The purpose of this paper is to identify leadership behaviours that appear to be salient in life science firms and to explain them as Darwinian adaptations to the…

Abstract

Purpose

The purpose of this paper is to identify leadership behaviours that appear to be salient in life science firms and to explain them as Darwinian adaptations to the particular characteristics of that industry.

Design/methodology/approach

This work used a pragmatist, inductive, mode 2 research methodology.

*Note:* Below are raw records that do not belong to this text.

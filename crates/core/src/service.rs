//! The snippet service: one explicitly constructed object owning the
//! request cache, history store, and job registry.
//!
//! Both dispatch paths funnel through [`SnippetService::resolve`]: the
//! synchronous path calls it directly, the asynchronous path reaches it via
//! [`SnippetService::process_job`] on a worker task. Cache hits skip the
//! external generator but never skip history logging.

use std::sync::Arc;
use std::time::Duration;

use tokio::sync::Mutex;
use uuid::Uuid;

use crate::cache::{CacheKey, RequestCache};
use crate::error::CoreError;
use crate::generator::Generator;
use crate::history::{HistoryEntry, HistoryStore};
use crate::prompt;
use crate::registry::{Job, JobRegistry};
use crate::types::{GenerateRequest, Snippet};

/// Shared pipeline state behind the dispatch API and the worker pool.
pub struct SnippetService {
    generator: Arc<dyn Generator>,
    cache: Mutex<RequestCache>,
    history: HistoryStore,
    registry: JobRegistry,
    retention: Duration,
}

impl SnippetService {
    /// Assemble the service from its owned parts.
    ///
    /// * `cache_capacity` - LRU capacity for the request cache.
    /// * `retention`      - how long completed jobs stay queryable.
    pub fn new(
        generator: Arc<dyn Generator>,
        history: HistoryStore,
        cache_capacity: usize,
        retention: Duration,
    ) -> Self {
        Self {
            generator,
            cache: Mutex::new(RequestCache::new(cache_capacity)),
            history,
            registry: JobRegistry::new(),
            retention,
        }
    }

    pub fn history(&self) -> &HistoryStore {
        &self.history
    }

    pub fn registry(&self) -> &JobRegistry {
        &self.registry
    }

    // -----------------------------------------------------------------------
    // Dispatch paths
    // -----------------------------------------------------------------------

    /// Synchronous path: validate, resolve via cache-or-generate, log to
    /// history, and return the pair.
    pub async fn generate_sync(&self, request: GenerateRequest) -> Result<Snippet, CoreError> {
        prompt::validate_command(&request.command)?;
        let snippet = self.resolve(&request).await?;
        self.history
            .append(HistoryEntry::new(&request, &snippet))
            .await;
        Ok(snippet)
    }

    /// Asynchronous path, first half: validate and allocate a `queued` job.
    /// The caller is responsible for pushing the job id onto the queue.
    pub async fn create_job(&self, request: GenerateRequest) -> Result<Job, CoreError> {
        prompt::validate_command(&request.command)?;
        Ok(self.registry.create(&request).await)
    }

    /// Worker entry point: drive one job to its terminal state and run the
    /// post-completion cleanup sweep.
    ///
    /// Generation failures are recorded as the job's error payload; nothing
    /// here propagates, so the calling worker loop survives any job.
    pub async fn process_job(&self, job_id: Uuid) {
        let Some(job) = self.registry.get(job_id).await else {
            tracing::warn!(%job_id, "Job vanished from registry before processing");
            return;
        };

        self.registry.mark_processing(job_id).await;

        let request = GenerateRequest {
            command: job.command,
            model: job.model,
            config: job.config,
        };

        match self.resolve(&request).await {
            Ok(snippet) => {
                self.registry.complete(job_id, snippet.clone()).await;
                self.history
                    .append(HistoryEntry::new(&request, &snippet))
                    .await;
                tracing::info!(%job_id, "Job completed");
            }
            Err(e) => {
                tracing::warn!(%job_id, error = %e, "Job failed");
                self.registry.fail(job_id, e.to_string()).await;
            }
        }

        let swept = self.registry.sweep(self.retention).await;
        if swept > 0 {
            tracing::debug!(swept, "Evicted expired completed jobs");
        }
    }

    // -----------------------------------------------------------------------
    // Cache-or-generate
    // -----------------------------------------------------------------------

    /// Return a cached pair when possible, otherwise invoke the external
    /// generator and memoize the successful result.
    ///
    /// The cache lock is never held across the external call, so two
    /// concurrent misses on the same key may both generate; the second
    /// insert simply refreshes the entry.
    async fn resolve(&self, request: &GenerateRequest) -> Result<Snippet, CoreError> {
        let cacheable = CacheKey::cacheable(&request.command);
        let key = CacheKey::new(&request.command, &request.model, &request.config);

        if cacheable {
            if let Some(hit) = self.cache.lock().await.get(&key) {
                tracing::debug!(command = %request.command, "Request cache hit");
                return Ok(hit);
            }
        }

        let snippet = self.generate_uncached(request).await?;

        if cacheable {
            self.cache.lock().await.insert(key, snippet.clone());
        }

        Ok(snippet)
    }

    /// Two-call generation: code first, then a best-effort explanation.
    async fn generate_uncached(&self, request: &GenerateRequest) -> Result<Snippet, CoreError> {
        let raw = self
            .generator
            .generate(
                &prompt::code_prompt(&request.command),
                &request.model,
                &request.config,
            )
            .await
            .map_err(|e| CoreError::Generation(e.to_string()))?;

        let code = prompt::extract_code(&raw);
        if code.is_empty() {
            return Err(CoreError::Generation(
                "Generator returned no code".to_string(),
            ));
        }

        // The explanation call is best-effort: a failure falls back to a
        // placeholder rather than failing the whole request.
        let explanation = match self
            .generator
            .generate(
                &prompt::explanation_prompt(&code),
                &request.model,
                &request.config,
            )
            .await
        {
            Ok(text) if !text.trim().is_empty() => text.trim().to_string(),
            Ok(_) => prompt::fallback_explanation(&request.command),
            Err(e) => {
                tracing::debug!(error = %e, "Explanation call failed; using fallback");
                prompt::fallback_explanation(&request.command)
            }
        };

        Ok(Snippet { code, explanation })
    }

    // -----------------------------------------------------------------------
    // Maintenance
    // -----------------------------------------------------------------------

    /// Remove expired completed jobs (periodic background sweep).
    pub async fn sweep_jobs(&self) -> usize {
        self.registry.sweep(self.retention).await
    }

    /// Persist the history log (shutdown flush).
    pub async fn flush_history(&self) {
        self.history.flush().await;
    }
}

// ---------------------------------------------------------------------------
// Tests
// ---------------------------------------------------------------------------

The method used semi-structured, laddered, qualitative interviews with 23 individuals from 22 firms in the pharmaceutical and medical technology sectors.

Findings

The work found four aspects of the industry’s external environment that, collectively, distinguish it from other sectors. Further, it found four leadership behaviours that appear to be strongly characteristic of the industry. Further analysis revealed critical antecedents of these behaviours in the form of micro-foundations. Finally, these behaviours and their antecedents appeared to be a Darwinian adaptation to selection pressures created by the external environment.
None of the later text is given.